To discover if high-sensitivity troponin T is associated with a lower incidence of cardiovascular events, the researchers conducted a large-scale registry study of 65,000 patients with unspecified chest pain who had been discharged from 16 Swedish emergency clinics between 2006 and 2013.

Results indicate that the risk of suffering a serious cardiovascular event within 30 days of returning home was much lower in patients discharged from an emergency clinic with the new protocol as compared with the old one. The percentage of those with subsequent AMI, death, or unplanned revascularization declined from 0.9% to 0.6%.

“Our results are of interest to other countries such as the USA, which is about to change its methods,” explained Per Svensson, MD, PhD, associate professor and senior lecturer at Karolinska Institutet’s Department of Medicine in Solna.

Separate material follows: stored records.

//! Cluster roles and their per-role sizing

use serde::{Deserialize, Serialize};
use std::ops::{Index, IndexMut};

/// Provisioning category of a host
#[derive(Debug, Clone, Copy, PartialEq, Eq, Hash, PartialOrd, Ord, Serialize, Deserialize)]
#[serde(rename_all = "snake_case")]
pub enum Role {
    /// Control-plane master
    Master,
    /// Worker node
    Node,
    /// Key-value store (etcd) node
    Etcd,
}

impl Role {
    /// Roles in provisioning order
    pub const ALL: [Role; 3] = [Role::Master, Role::Node, Role::Etcd];

    /// Plural form used in config keys and record file names
    pub fn plural(self) -> &'static str {
        match self {
            Role::Master => "masters",
            Role::Node => "nodes",
            Role::Etcd => "etcds",
        }
    }

    /// File name of the raw instance records for this role
    pub fn records_file_name(self) -> String {
        format!("{}_instances.json", self.plural())
    }
}

impl std::fmt::Display for Role {
    fn fmt(&self, f: &mut std::fmt::Formatter<'_>) -> std::fmt::Result {
        match self {
            Role::Master => write!(f, "master"),
            Role::Node => write!(f, "node"),
            Role::Etcd => write!(f, "etcd"),
        }
    }
}

/// Sizing for one role
#[derive(Debug, Clone, PartialEq, Serialize, Deserialize)]
pub struct RoleConfig {
    /// Number of instances to create
    pub count: u32,

    /// EC2 instance type (AWS)
    pub instance_type: Option<String>,

    /// IAM instance profile (AWS)
    pub instance_profile_name: Option<String>,

    /// Machine type (GCE)
    pub machine_type: Option<String>,

    /// Flavor (OpenStack)
    pub flavor: Option<String>,

    /// Boot volume size in GB (OpenStack)
    pub volume_size: Option<u32>,

    /// Boot from a volume instead of the ephemeral disk (OpenStack)
    pub boot_from_volume: bool,
}

impl Default for RoleConfig {
    fn default() -> Self {
        Self {
            count: 0,
            instance_type: None,
            instance_profile_name: None,
            machine_type: None,
            flavor: None,
            volume_size: None,
            boot_from_volume: true,
        }
    }
}

impl RoleConfig {
    pub fn with_count(count: u32) -> Self {
        Self {
            count,
            ..Default::default()
        }
    }
}

/// Per-role configuration indexed by [`Role`]
#[derive(Debug, Clone, Default, PartialEq, Serialize, Deserialize)]
pub struct Roles {
    pub masters: RoleConfig,
    pub nodes: RoleConfig,
    pub etcds: RoleConfig,
}

impl Roles {
    /// Total number of instances requested across all roles, saturating at `u32::MAX`
    pub fn total_count(&self) -> u32 {
        Role::ALL
            .iter()
            .fold(0u32, |total, role| total.saturating_add(self[*role].count))
    }

    /// Roles with a nonzero count, in provisioning order
    pub fn requested(&self) -> impl Iterator<Item = (Role, &RoleConfig)> {
        Role::ALL
            .into_iter()
            .map(move |role| (role, &self[role]))
            .filter(|(_, config)| config.count > 0)
    }
}

impl Index<Role> for Roles {
    type Output = RoleConfig;

    fn index(&self, role: Role) -> &RoleConfig {
        match role {
            Role::Master => &self.masters,
            Role::Node => &self.nodes,
            Role::Etcd => &self.etcds,
        }
    }
}

impl IndexMut<Role> for Roles {
    fn index_mut(&mut self, role: Role) -> &mut RoleConfig {
        match role {
            Role::Master => &mut self.masters,
            Role::Node => &mut self.nodes,
            Role::Etcd => &mut self.etcds,
        }
    }
}

#[cfg(test)]
mod tests {
    use super::*;

    #[test]
    fn test_requested_skips_zero_counts() {
        let mut roles = Roles::default();
        roles[Role::Master].count = 1;
        roles[Role::Etcd].count = 3;

        let requested: Vec<Role> = roles.requested().map(|(role, _)| role).collect();
        assert_eq!(requested, vec![Role::Master, Role::Etcd]);
        assert_eq!(roles.total_count(), 4);
    }

    #[test]
    fn test_total_count_saturates() {
        let mut roles = Roles::default();
        roles[Role::Master].count = u32::MAX;
        roles[Role::Node].count = 2;
        assert_eq!(roles.total_count(), u32::MAX);
    }

    #[test]
    fn test_records_file_name() {
        assert_eq!(Role::Master.records_file_name(), "masters_instances.json");
        assert_eq!(Role::Etcd.records_file_name(), "etcds_instances.json");
    }

    #[test]
    fn test_boot_from_volume_defaults_on() {
        assert!(RoleConfig::default().boot_from_volume);
    }
}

Among patients admitted to the hospital for unspecified chest pain diagnosis, however, the study found that the risk of suffering serious events increased, from 3.4% to 7.2%, after the change in evaluation method.

“We may conclude from the results of our study that examination using high-sensitivity troponin is associated with fewer serious cardiac events and an improvement in risk profile for patients released from emergency clinics with unspecified chest pain,” Svensson pointed out. “The opposite was observed in patients sent home after admission to hospital, which suggests that high-risk patients are identified and hospitalized more frequently. We therefore conclude that high-sensitivity troponin has helped to improve the evaluation of emergency patients with unspecified chest pain.”